Inventare parole è più facile che attirare turisti

LA GRANDE SIENA DEL TURISMO

Mai come in questo anno di imprevedibile crisi del turismo – ed in verità di tutti i settori economici e sociali – c’è stata la gara da inventare parole che dovrebbero (ripeto: dovrebbero) rappresentare nuove tendenze o fenomeni di costume fondamentali per gli operatori del settore. I quali dovrebbero subito inseguirli ed adeguarsi, mentre spesso, invece, li ignorano bellamente. E di per sé la cosa non è né positiva, né negativa.

Per tanti anni abbiamo degustato la parola storytelling (narrare storie), che è in effetti piacevolissima da pronunciare. È stato Beppe Severgnini a scrivere che gli americani bevono vino chardonnay, ordinano un cappuccino e raccolgono le miles, le miglia delle compagnie aeree, perché adorano ascoltarsi mentre pronunciano queste tre parole.

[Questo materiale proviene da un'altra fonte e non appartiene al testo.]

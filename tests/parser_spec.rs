/// Spec tests for the Wenyan parser.
///
/// Statement shapes are checked against the typed AST; error cases assert
/// the stable 文法之禍 message and, where it matters, the offending span.
use wenyan::ast::*;
use wenyan::error::GrammarError;
use wenyan::source::parse_source;

// ---------------------------------------------------------------------------
// Helpers
// ---------------------------------------------------------------------------

fn parse(src: &str) -> Program {
    parse_source(src, None).expect("parse failed")
}

fn parse_err(src: &str) -> GrammarError {
    parse_source(src, None).expect_err("expected a parse error")
}

fn kinds(src: &str) -> Vec<StmtKind> {
    parse(src).into_iter().map(|s| s.kind).collect()
}

fn span_text(src: &str, err: &GrammarError) -> String {
    src.chars()
        .skip(err.span.start)
        .take(err.span.end - err.span.start)
        .collect()
}

// ---------------------------------------------------------------------------
// Declarations
// ---------------------------------------------------------------------------

#[test]
fn define_with_init() {
    assert_eq!(
        kinds("吾有一數。曰三。名之曰「甲」。"),
        vec![StmtKind::Define {
            decl: DeclareStmt {
                count: 1,
                ty: TypeTag::Num,
                inits: vec![Value::Int(3)],
            },
            names: vec!["甲".to_string()],
        }]
    );
}

#[test]
fn anonymous_declare_keeps_missing_inits() {
    assert_eq!(
        kinds("吾有二數。曰一。"),
        vec![StmtKind::Declare(DeclareStmt {
            count: 2,
            ty: TypeTag::Num,
            inits: vec![Value::Int(1)],
        })]
    );
}

#[test]
fn init_define_short_form() {
    assert_eq!(
        kinds("有數一。名之曰「甲」。"),
        vec![StmtKind::Define {
            decl: DeclareStmt {
                count: 1,
                ty: TypeTag::Num,
                inits: vec![Value::Int(1)],
            },
            names: vec!["甲".to_string()],
        }]
    );
}

#[test]
fn too_many_inits() {
    assert_eq!(parse_err("吾有一數。曰一。曰二。").msg, "初值過多");
}

#[test]
fn name_count_mismatch() {
    assert_eq!(
        parse_err("吾有二數。曰一。曰二。名之曰「甲」。").msg,
        "名數不符"
    );
}

#[test]
fn zero_count_rejected() {
    assert_eq!(parse_err("吾有零數。").msg, "數須大於零");
}

#[test]
fn bare_naming_after_math() {
    assert_eq!(
        kinds("加一以二。名之曰「甲」。"),
        vec![
            StmtKind::Math {
                op: MathOp::Add,
                lhs: Value::Int(1),
                prep: Prep::Yi,
                rhs: Value::Int(2),
                modulo: false,
            },
            StmtKind::Naming {
                names: vec!["甲".to_string()],
            },
        ]
    );
}

// ---------------------------------------------------------------------------
// Math
// ---------------------------------------------------------------------------

#[test]
fn modulo_form() {
    assert_eq!(
        kinds("除十於三所餘幾何。"),
        vec![StmtKind::Math {
            op: MathOp::Div,
            lhs: Value::Int(10),
            prep: Prep::Yu,
            rhs: Value::Int(3),
            modulo: true,
        }]
    );
}

#[test]
fn modulo_requires_division() {
    assert_eq!(parse_err("加一以二所餘幾何。").msg, "所餘幾何須隨除");
}

#[test]
fn math_requires_preposition() {
    assert_eq!(parse_err("加一二。").msg, "須以或於");
}

// ---------------------------------------------------------------------------
// Functions
// ---------------------------------------------------------------------------

const DOUBLE_FN: &str = "吾有一術。名之曰「加倍」。欲行是術。必先得一數曰「甲」。\
乃行是術曰。乘「甲」以二。乃得矣。是謂「加倍」之術也。";

#[test]
fn function_definition_shape() {
    let stmts = kinds(DOUBLE_FN);
    let StmtKind::FunctionDef(def) = &stmts[0] else {
        panic!("expected a function definition, got {:?}", stmts[0]);
    };
    assert_eq!(def.name, "加倍");
    assert_eq!(
        def.param_groups,
        vec![ParamGroup {
            count: 1,
            ty: TypeTag::Num,
            names: vec!["甲".to_string()],
        }]
    );
    assert!(def.rest_param.is_none());
    assert_eq!(def.body.len(), 2);
}

#[test]
fn rest_parameter_shape() {
    let src = "吾有一術。名之曰「收」。欲行是術。必先得一數。曰「首」。其餘數。曰「餘」。\
乃行是術曰。乃得「首」。是謂「收」之術也。";
    let stmts = kinds(src);
    let StmtKind::FunctionDef(def) = &stmts[0] else {
        panic!("expected a function definition");
    };
    assert_eq!(
        def.rest_param,
        Some(RestParam {
            ty: TypeTag::Num,
            name: "餘".to_string(),
        })
    );
}

#[test]
fn tail_name_mismatch() {
    let src = "吾有一術。名之曰「甲」。欲行是術。乃行是術曰。乃得一。是謂「乙」之術也。";
    let err = parse_err(src);
    assert_eq!(err.msg, "術名不符");
    assert_eq!(span_text(src, &err), "「乙」");
}

#[test]
fn rest_parameter_takes_one_name() {
    let src = "吾有一術。名之曰「錯」。欲行是術。必先得其餘數。曰「甲」。曰「乙」。\
乃行是術曰。乃得零。是謂「錯」之術也。";
    assert_eq!(parse_err(src).msg, "其餘參數須一名");
}

#[test]
fn rest_parameter_must_be_last() {
    let src = "吾有一術。名之曰「錯」。欲行是術。必先得其餘數。曰「餘」。一數。曰「甲」。\
乃行是術曰。乃得零。是謂「錯」之術也。";
    assert_eq!(parse_err(src).msg, "其餘參數須居末");
}

#[test]
fn call_collects_all_arguments() {
    assert_eq!(
        kinds("施「甲」於一。於二。"),
        vec![StmtKind::Call {
            callee: Value::Ident("甲".to_string()),
            args: vec![Value::Int(1), Value::Int(2)],
        }]
    );
}

#[test]
fn staged_call_forms() {
    assert_eq!(
        kinds("取二以施「加」。"),
        vec![StmtKind::CallStaged {
            count: TakeCount::N(2),
            callee: Value::Ident("加".to_string()),
        }]
    );
    assert_eq!(
        kinds("取其餘以施「加」。"),
        vec![StmtKind::CallStaged {
            count: TakeCount::Rest,
            callee: Value::Ident("加".to_string()),
        }]
    );
}

#[test]
fn staged_apply_without_take() {
    assert_eq!(parse_err("以施「甲」。").msg, "以施需先取");
}

// ---------------------------------------------------------------------------
// Conditionals and loops
// ---------------------------------------------------------------------------

#[test]
fn if_elseif_else_chain() {
    let stmts = kinds(
        "若「甲」等於一者。書之。或若「甲」等於二者。書之。若非。書之。云云。",
    );
    let StmtKind::If { clauses, else_body } = &stmts[0] else {
        panic!("expected an if statement");
    };
    assert_eq!(clauses.len(), 2);
    assert!(else_body.is_some());
}

#[test]
fn degenerate_if_reads_it() {
    let stmts = kinds("若其然者。書之。云云。");
    let StmtKind::If { clauses, .. } = &stmts[0] else {
        panic!("expected an if statement");
    };
    assert_eq!(clauses[0].0, IfCond::ItTrue);
}

#[test]
fn condition_chain_is_left_associative() {
    let stmts = kinds("若「甲」等於一中有陽乎「乙」者。書之。云云。");
    let StmtKind::If { clauses, .. } = &stmts[0] else {
        panic!("expected an if statement");
    };
    let IfCond::Expr(Expr::Binary { op, lhs, .. }) = &clauses[0].0 else {
        panic!("expected a binary condition");
    };
    assert_eq!(*op, BinOp::Or);
    assert!(matches!(**lhs, Expr::Binary { op: BinOp::Eq, .. }));
}

#[test]
fn unterminated_if() {
    assert_eq!(parse_err("若一者。書之。").msg, "若無云云");
}

#[test]
fn assignment_with_shi_ye_closes_the_if() {
    let stmts = kinds("若一者。昔之「甲」者。今二是也。云云。夫「甲」。");
    assert_eq!(stmts.len(), 2);
    assert!(matches!(stmts[0], StmtKind::If { .. }));
}

#[test]
fn return_closes_an_open_loop_body() {
    let stmts = kinds("恆為是。乃止。乃得一。");
    assert_eq!(stmts.len(), 2);
    let StmtKind::WhileTrue { body } = &stmts[0] else {
        panic!("expected a loop");
    };
    assert_eq!(body.len(), 1);
    assert!(matches!(stmts[1], StmtKind::Return(ReturnKind::Value(Value::Int(1)))));
}

#[test]
fn for_each_binds_the_element() {
    let stmts = kinds("凡「列」中之「元」。書之。云云。");
    assert_eq!(
        stmts[0],
        StmtKind::ForEach {
            list: Value::Ident("列".to_string()),
            var: "元".to_string(),
            body: vec![Stmt {
                kind: StmtKind::Print,
                span: wenyan::source::Span::new(10, 12),
            }],
        }
    );
}

#[test]
fn unterminated_loop() {
    assert_eq!(parse_err("為是三遍。書之。").msg, "循環無云云");
}

// ---------------------------------------------------------------------------
// Assignment
// ---------------------------------------------------------------------------

#[test]
fn delete_form() {
    assert_eq!(
        kinds("昔之「甲」者。今不復存矣。"),
        vec![StmtKind::Assign {
            target: "甲".to_string(),
            index: None,
            rhs: AssignRhs::Delete,
        }]
    );
}

#[test]
fn subscripts_on_both_sides() {
    assert_eq!(
        kinds("昔之「甲」之二者。今「乙」之三是矣。"),
        vec![StmtKind::Assign {
            target: "甲".to_string(),
            index: Some(Index::At(Value::Int(2))),
            rhs: AssignRhs::Value {
                value: Value::Ident("乙".to_string()),
                index: Some(Index::At(Value::Int(3))),
            },
        }]
    );
}

// ---------------------------------------------------------------------------
// Try, throw, objects, imports, comments
// ---------------------------------------------------------------------------

#[test]
fn try_without_catches() {
    let stmts = kinds("姑妄行此。書之。如事不諧乃作罷。");
    let StmtKind::Try { body, catches } = &stmts[0] else {
        panic!("expected a try statement");
    };
    assert_eq!(body.len(), 1);
    assert!(catches.is_empty());
}

#[test]
fn catch_all_must_be_last() {
    let src = "姑妄行此。書之。如事不諧。不知何禍歟。書之。豈一之禍歟。書之。乃作罷。";
    assert_eq!(parse_err(src).msg, "不知何禍歟須居末");
}

#[test]
fn try_requires_its_end() {
    assert_eq!(parse_err("姑妄行此。書之。如事不諧。書之。").msg, "如事不諧須乃作罷");
}

#[test]
fn throw_with_detail() {
    assert_eq!(
        kinds("嗚呼。「「禍名」」之禍。曰「「詳情」」。"),
        vec![StmtKind::Throw {
            tag: Value::Str("禍名".to_string()),
            detail: Some(Value::Str("詳情".to_string())),
        }]
    );
}

#[test]
fn object_literal_shape() {
    let stmts = kinds(
        "吾有一物。名之曰「甲」。其物如是。物之「「年」」者。數曰二十三。是謂「甲」之物也。",
    );
    assert_eq!(
        stmts[0],
        StmtKind::ObjectDef {
            count: 1,
            names: vec!["甲".to_string()],
            props: vec![ObjectProp {
                key: "年".to_string(),
                ty: TypeTag::Num,
                value: Value::Int(23),
            }],
        }
    );
}

#[test]
fn object_tail_name_mismatch() {
    let src = "吾有一物。名之曰「甲」。其物如是。是謂「乙」之物也。";
    let err = parse_err(src);
    assert_eq!(err.msg, "物名不符");
    assert_eq!(span_text(src, &err), "「乙」");
}

#[test]
fn plain_object_declaration() {
    assert_eq!(
        kinds("吾有一物。名之曰「甲」。"),
        vec![StmtKind::Define {
            decl: DeclareStmt {
                count: 1,
                ty: TypeTag::Object,
                inits: vec![],
            },
            names: vec!["甲".to_string()],
        }]
    );
}

#[test]
fn import_with_learned_names() {
    assert_eq!(
        kinds("吾嘗觀「「算經」」中「「開方」」之書。方悟「甲」「乙」之義。"),
        vec![StmtKind::Import {
            path: vec![
                PathSeg::Str("算經".to_string()),
                PathSeg::Str("開方".to_string()),
            ],
            names: Some(vec!["甲".to_string(), "乙".to_string()]),
        }]
    );
}

#[test]
fn comment_requires_a_literal() {
    assert_eq!(
        kinds("注曰「「志之」」。"),
        vec![StmtKind::Comment {
            text: "志之".to_string(),
        }]
    );
    assert_eq!(parse_err("注曰二。").msg, "注後須言");
}

// ---------------------------------------------------------------------------
// Spans
// ---------------------------------------------------------------------------

#[test]
fn statement_spans_cover_their_tokens() {
    let src = "加一以二。書之。";
    let stmts = parse(src);
    assert_eq!(stmts[0].span.start, 0);
    assert_eq!(stmts[0].span.end, 4); // 加一以二
    assert_eq!(stmts[1].span.start, 5); // 書之 after the skipped 。
    assert_eq!(stmts[1].span.end, 7);
}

Ma adesso che parlare di storytelling è fuori moda, non è più fine, la nuova parola che si cerca di lanciare – ci sono inciampato in Facebook – è storydoing (narrare storie attraverso i fatti), che mi sembra abbia però un suono meno melodioso, forse perché quella d è troppo dura da pronunciare, e pertanto rischia di avere meno successo. E va da sé che subito si è introdotta la differenza anagrafica: lo storytelling è per i Millennials, lo storydoing è per la generazione Z.

Naturalmente, questo dibattito rarefatto ha anche una sua validità concreta, corrisponde a fenomeni reali, ma ha – almeno ai miei occhi – un difetto imperdonabile: è troppo più facile inventare una parola nuova, che portare un turista in più in una città o in una destinazione.

Regge ancora bene, nonostante gli anni, turismo esperenziale, ma deve adesso lottare contro la concorrenza dei nuovi arrivati: prima staycation, ovvero l’opportunità, se non l’obbligo di fare vacanze vicino a casa per evitare i disagi ed i rischi derivanti dalle misure anti Covid-19 in paesi stranieri; poi new normal, la nuova normalità di un turismo, che deve convivere appunto con una pandemia che dura da mesi e che, in alcuni paesi, causa purtroppo ancora molte vittime ogni giorno.

Un nuovo scenario profondamente diverso dal precedente, come in effetti è. Ma in trent’anni che mi occupo di turismo, di new normal ne ho vissuti almeno cinque o sei, e sono arrivato alla conclusione che di normale – nel turismo – c’è davvero poco.

Ha avuto una fiammata di grande notorietà – ma adesso sembra invece un po’ arrancare nelle retrovie della dottrina turistica – il digital detox, la voglia di disconnersi da internet e dai social per un periodo non brevissimo di tempo, diciamo almeno una settimana. Altrimenti, beh, staccare lo smartphone per 48 ore è troppo facile e non produce nessuno effetto di disintossicazione. Qualcuno ha provato a sostituirlo in corsa, come fossero le gomme di una auto di Formula 1, con detox e basta, ovvero con il desiderio di depurare le tossine del lungo periodo di confinamento in casa (il lockdown) che abbiamo vissuto da marzo a giugno.

Ma la parola è piaciuta ancora meno: forse stare a casa non aveva poi prodotto così tante tossine. O forse le parole con la x non sono abbastanza gradevoli da pronunciare.